§ **YOUR GOAL**:
Which of the lines in the data mention the string "Mutex"? List them all.

§ **RECORDS FOR THIS TASK**:
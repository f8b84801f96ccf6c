//! # Request Throttles
//!
//! Fixed-window counters that bound how much work a single requester or a
//! single key can cause:
//!
//! | Throttle | Keyed by | Limit |
//! |----------|----------|-------|
//! | [`LookupThrottler`] | requester identity + reply tunnel | depends on whether we are floodfill |
//! | [`FloodThrottler`] | content key | floods per window |
//! | [`NegativeLookupCache`] | content key | failed local lookups per window |
//!
//! Counters are not sliding windows: each table is cleared wholesale on its
//! cleaning tick. Tables are LRU-bounded so a flood of distinct keys cannot
//! grow memory without limit.

use std::num::NonZeroUsize;
use std::sync::{Arc, Mutex, PoisonError, Weak};

use lru::LruCache;
use tokio::task::JoinHandle;
use tokio::time::{interval_at, Instant, MissedTickBehavior};
use tracing::trace;

use crate::config::ThrottleConfig;
use crate::identity::Identity;

type LookupKey = (Identity, Option<u32>);

fn bounded<K: std::hash::Hash + Eq, V>(cap: usize) -> Mutex<LruCache<K, V>> {
    let cap = NonZeroUsize::new(cap).unwrap_or(NonZeroUsize::MIN);
    Mutex::new(LruCache::new(cap))
}

/// Increments the counter for `key` and returns the new count.
fn bump<K: std::hash::Hash + Eq>(table: &Mutex<LruCache<K, u32>>, key: K) -> u32 {
    let mut table = table.lock().unwrap_or_else(PoisonError::into_inner);
    let count = table.get_or_insert_mut(key, || 0);
    *count = count.saturating_add(1);
    *count
}

pub struct LookupThrottler {
    counters: Mutex<LruCache<LookupKey, u32>>,
    max_floodfill: u32,
    max_non_floodfill: u32,
}

impl LookupThrottler {
    pub fn new(config: &ThrottleConfig) -> Self {
        Self {
            counters: bounded(config.max_tracked),
            max_floodfill: config.max_lookups_floodfill,
            max_non_floodfill: config.max_lookups,
        }
    }

    /// Count one lookup from `from` and report whether it exceeds the limit.
    pub fn should_throttle(&self, from: &Identity, reply_tunnel: Option<u32>, floodfill: bool) -> bool {
        let limit = if floodfill { self.max_floodfill } else { self.max_non_floodfill };
        bump(&self.counters, (*from, reply_tunnel)) > limit
    }

    pub fn clear(&self) {
        self.counters.lock().unwrap_or_else(PoisonError::into_inner).clear();
    }
}

pub struct FloodThrottler {
    counters: Mutex<LruCache<Identity, u32>>,
    max: u32,
}

impl FloodThrottler {
    pub fn new(config: &ThrottleConfig) -> Self {
        Self {
            counters: bounded(config.max_tracked),
            max: config.max_floods,
        }
    }

    pub fn should_throttle(&self, key: &Identity) -> bool {
        bump(&self.counters, *key) > self.max
    }

    pub fn clear(&self) {
        self.counters.lock().unwrap_or_else(PoisonError::into_inner).clear();
    }
}

/// Remembers keys whose lookups keep failing.
pub struct NegativeLookupCache {
    failures: Mutex<LruCache<Identity, u32>>,
    max_fails: u32,
}

impl NegativeLookupCache {
    pub fn new(config: &ThrottleConfig) -> Self {
        Self {
            failures: bounded(config.max_tracked),
            max_fails: config.negative_max_fails,
        }
    }

    pub fn lookup_failed(&self, key: &Identity) {
        bump(&self.failures, *key);
    }

    pub fn is_cached(&self, key: &Identity) -> bool {
        self.failures
            .lock()
            .unwrap_or_else(PoisonError::into_inner)
            .peek(key)
            .is_some_and(|n| *n >= self.max_fails)
    }

    /// A successful lookup wipes the key's failure count.
    pub fn lookup_succeeded(&self, key: &Identity) {
        self.failures.lock().unwrap_or_else(PoisonError::into_inner).pop(key);
    }

    pub fn cached_count(&self) -> usize {
        let failures = self.failures.lock().unwrap_or_else(PoisonError::into_inner);
        failures.iter().filter(|(_, n)| **n >= self.max_fails).count()
    }

    pub fn clear(&self) {
        self.failures.lock().unwrap_or_else(PoisonError::into_inner).clear();
    }
}

/// All throttles of one database instance.
pub struct Throttles {
    pub lookups: LookupThrottler,
    pub floods: FloodThrottler,
    pub negative: NegativeLookupCache,
    config: ThrottleConfig,
}

impl Throttles {
    pub fn new(config: ThrottleConfig) -> Self {
        Self {
            lookups: LookupThrottler::new(&config),
            floods: FloodThrottler::new(&config),
            negative: NegativeLookupCache::new(&config),
            config,
        }
    }

    /// Spawn the cleaning ticks. The task ends once the throttles are dropped.
    pub fn spawn_cleaner(self: &Arc<Self>) -> JoinHandle<()> {
        let weak: Weak<Self> = Arc::downgrade(self);
        let cfg = self.config.clone();
        tokio::spawn(async move {
            let start = Instant::now();
            let mut lookup_tick = interval_at(start + cfg.lookup_window, cfg.lookup_window);
            let mut flood_tick = interval_at(start + cfg.flood_window, cfg.flood_window);
            let mut negative_tick = interval_at(start + cfg.negative_window, cfg.negative_window);
            for tick in [&mut lookup_tick, &mut flood_tick, &mut negative_tick] {
                tick.set_missed_tick_behavior(MissedTickBehavior::Delay);
            }
            loop {
                tokio::select! {
                    _ = lookup_tick.tick() => {
                        let Some(this) = weak.upgrade() else { break };
                        this.lookups.clear();
                        trace!("lookup throttle window reset");
                    }
                    _ = flood_tick.tick() => {
                        let Some(this) = weak.upgrade() else { break };
                        this.floods.clear();
                        trace!("flood throttle window reset");
                    }
                    _ = negative_tick.tick() => {
                        let Some(this) = weak.upgrade() else { break };
                        this.negative.clear();
                        trace!("negative lookup cache cleared");
                    }
                }
            }
        })
    }
}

§ **COMPLETED EXERCISE**:
use std::sync::{Arc, Mutex, PoisonError, Weak};
fn bounded<K: std::hash::Hash + Eq, V>(cap: usize) -> Mutex<LruCache<K, V>> {
    Mutex::new(LruCache::new(cap))
fn bump<K: std::hash::Hash + Eq>(table: &Mutex<LruCache<K, u32>>, key: K) -> u32 {
    counters: Mutex<LruCache<LookupKey, u32>>,
    counters: Mutex<LruCache<Identity, u32>>,
    failures: Mutex<LruCache<Identity, u32>>,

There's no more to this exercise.